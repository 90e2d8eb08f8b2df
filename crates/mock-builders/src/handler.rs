//! Handler registrations and dispatch.
//!
//! A handler only reports whether it matched a request; [`HandlerList`] tries
//! handlers in registration order and stops at the first match.

use async_trait::async_trait;
use std::sync::atomic::{AtomicBool, Ordering};
use std::sync::Arc;
use tracing::trace;

use crate::config::{OnCalled, RequestHandlerOptions};
use crate::debug::DebugLog;
use crate::error::Result;
use crate::matcher::MatcherSet;
use crate::request::MockRequest;
use crate::response::MockResponse;

/// Result of resolving a request against one handler.
#[derive(Debug, Clone, PartialEq)]
pub enum MatchOutcome {
    /// Yield to the next handler
    NoMatch,
    Matched(MockResponse),
}

impl MatchOutcome {
    pub fn is_match(&self) -> bool {
        matches!(self, MatchOutcome::Matched(_))
    }

    pub fn response(&self) -> Option<&MockResponse> {
        match self {
            MatchOutcome::Matched(response) => Some(response),
            MatchOutcome::NoMatch => None,
        }
    }

    pub fn into_response(self) -> Option<MockResponse> {
        match self {
            MatchOutcome::Matched(response) => Some(response),
            MatchOutcome::NoMatch => None,
        }
    }
}

/// A mock handler as seen by the dispatcher.
#[async_trait]
pub trait RequestHandler: Send + Sync {
    /// Short description used in logs, e.g. `POST https://api/test`.
    fn info(&self) -> String;

    async fn run(&self, request: &MockRequest) -> Result<MatchOutcome>;
}

/// State shared by REST and GraphQL handlers: matchers, callback, logger and
/// transport options. Everything except the `once` flag is fixed at creation.
pub(crate) struct Registration {
    pub(crate) matchers: MatcherSet,
    pub(crate) logger: Arc<dyn DebugLog>,
    on_called: Option<OnCalled>,
    options: RequestHandlerOptions,
    used: AtomicBool,
}

impl Registration {
    pub(crate) fn new(
        matchers: MatcherSet,
        logger: Arc<dyn DebugLog>,
        on_called: Option<OnCalled>,
        options: RequestHandlerOptions,
    ) -> Self {
        Registration {
            matchers,
            logger,
            on_called,
            options,
            used: AtomicBool::new(false),
        }
    }

    /// A `once` handler that has already responded.
    pub(crate) fn is_exhausted(&self) -> bool {
        self.options.once && self.used.load(Ordering::Acquire)
    }

    /// Record a successful match and fire `onCalled`.
    ///
    /// Returns `false` if a concurrent request claimed a `once` handler first.
    pub(crate) async fn claim(&self) -> bool {
        if self.options.once && self.used.swap(true, Ordering::AcqRel) {
            return false;
        }
        if let Some(on_called) = &self.on_called {
            on_called.call().await;
        }
        true
    }
}

/// Ordered collection of handlers; the first match wins.
#[derive(Default, Clone)]
pub struct HandlerList {
    handlers: Vec<Arc<dyn RequestHandler>>,
}

impl HandlerList {
    pub fn new() -> Self {
        Self::default()
    }

    pub fn push<H: RequestHandler + 'static>(&mut self, handler: H) -> &mut Self {
        self.handlers.push(Arc::new(handler));
        self
    }

    pub fn with<H: RequestHandler + 'static>(mut self, handler: H) -> Self {
        self.push(handler);
        self
    }

    pub fn len(&self) -> usize {
        self.handlers.len()
    }

    pub fn is_empty(&self) -> bool {
        self.handlers.is_empty()
    }

    /// Resolve a request against each handler in order.
    pub async fn dispatch(&self, request: &MockRequest) -> Result<MatchOutcome> {
        for handler in &self.handlers {
            let outcome = handler.run(request).await?;
            if outcome.is_match() {
                trace!("{} matched {} {}", handler.info(), request.method(), request.url());
                return Ok(outcome);
            }
        }
        Ok(MatchOutcome::NoMatch)
    }
}

#[cfg(test)]
mod tests {
    use super::*;
    use crate::debug::NullLogger;
    use hyper::StatusCode;
    use serde_json::json;
    use std::sync::atomic::AtomicUsize;

    struct Fixed {
        name: &'static str,
        respond: bool,
    }

    #[async_trait]
    impl RequestHandler for Fixed {
        fn info(&self) -> String {
            self.name.to_string()
        }

        async fn run(&self, _request: &MockRequest) -> Result<MatchOutcome> {
            Ok(if self.respond {
                MatchOutcome::Matched(MockResponse::json(&json!({"from": self.name})))
            } else {
                MatchOutcome::NoMatch
            })
        }
    }

    fn registration(once: bool, counter: Arc<AtomicUsize>) -> Registration {
        Registration::new(
            MatcherSet::new(),
            Arc::new(NullLogger),
            Some(OnCalled::new(move || {
                counter.fetch_add(1, Ordering::SeqCst);
            })),
            RequestHandlerOptions { once },
        )
    }

    #[tokio::test]
    async fn test_first_match_wins() {
        let list = HandlerList::new()
            .with(Fixed { name: "first", respond: false })
            .with(Fixed { name: "second", respond: true })
            .with(Fixed { name: "third", respond: true });

        let request = MockRequest::get("https://www.example.org/").unwrap();
        let outcome = list.dispatch(&request).await.unwrap();
        let response = outcome.into_response().unwrap();
        assert_eq!(response.status(), StatusCode::OK);
        assert_eq!(response.body_bytes(), r#"{"from":"second"}"#);
    }

    #[tokio::test]
    async fn test_empty_list_yields_no_match() {
        let list = HandlerList::new();
        assert!(list.is_empty());
        let request = MockRequest::get("https://www.example.org/").unwrap();
        assert_eq!(list.dispatch(&request).await.unwrap(), MatchOutcome::NoMatch);
    }

    #[tokio::test]
    async fn test_claim_fires_on_called_every_time() {
        let counter = Arc::new(AtomicUsize::new(0));
        let registration = registration(false, Arc::clone(&counter));

        assert!(registration.claim().await);
        assert!(registration.claim().await);
        assert!(!registration.is_exhausted());
        assert_eq!(counter.load(Ordering::SeqCst), 2);
    }

    #[tokio::test]
    async fn test_once_claims_a_single_time() {
        let counter = Arc::new(AtomicUsize::new(0));
        let registration = registration(true, Arc::clone(&counter));

        assert!(!registration.is_exhausted());
        assert!(registration.claim().await);
        assert!(registration.is_exhausted());
        assert!(!registration.claim().await);
        assert_eq!(counter.load(Ordering::SeqCst), 1);
    }
}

+ + + + +

◆ Prompt: Return, exactly, the lines from the first line of the records above to the line containing "use crate::debug::DebugLog;", both included.

◆ Exercise output:
repository 90e2d8eb08f8b2df
filename crates/mock-builders/src/handler.rs
//! Handler registrations and dispatch.
//!
//! A handler only reports whether it matched a request; [`HandlerList`] tries
//! handlers in registration order and stops at the first match.

use async_trait::async_trait;
use std::sync::atomic::{AtomicBool, Ordering};
use std::sync::Arc;
use tracing::trace;

use crate::config::{OnCalled, RequestHandlerOptions};
use crate::debug::DebugLog;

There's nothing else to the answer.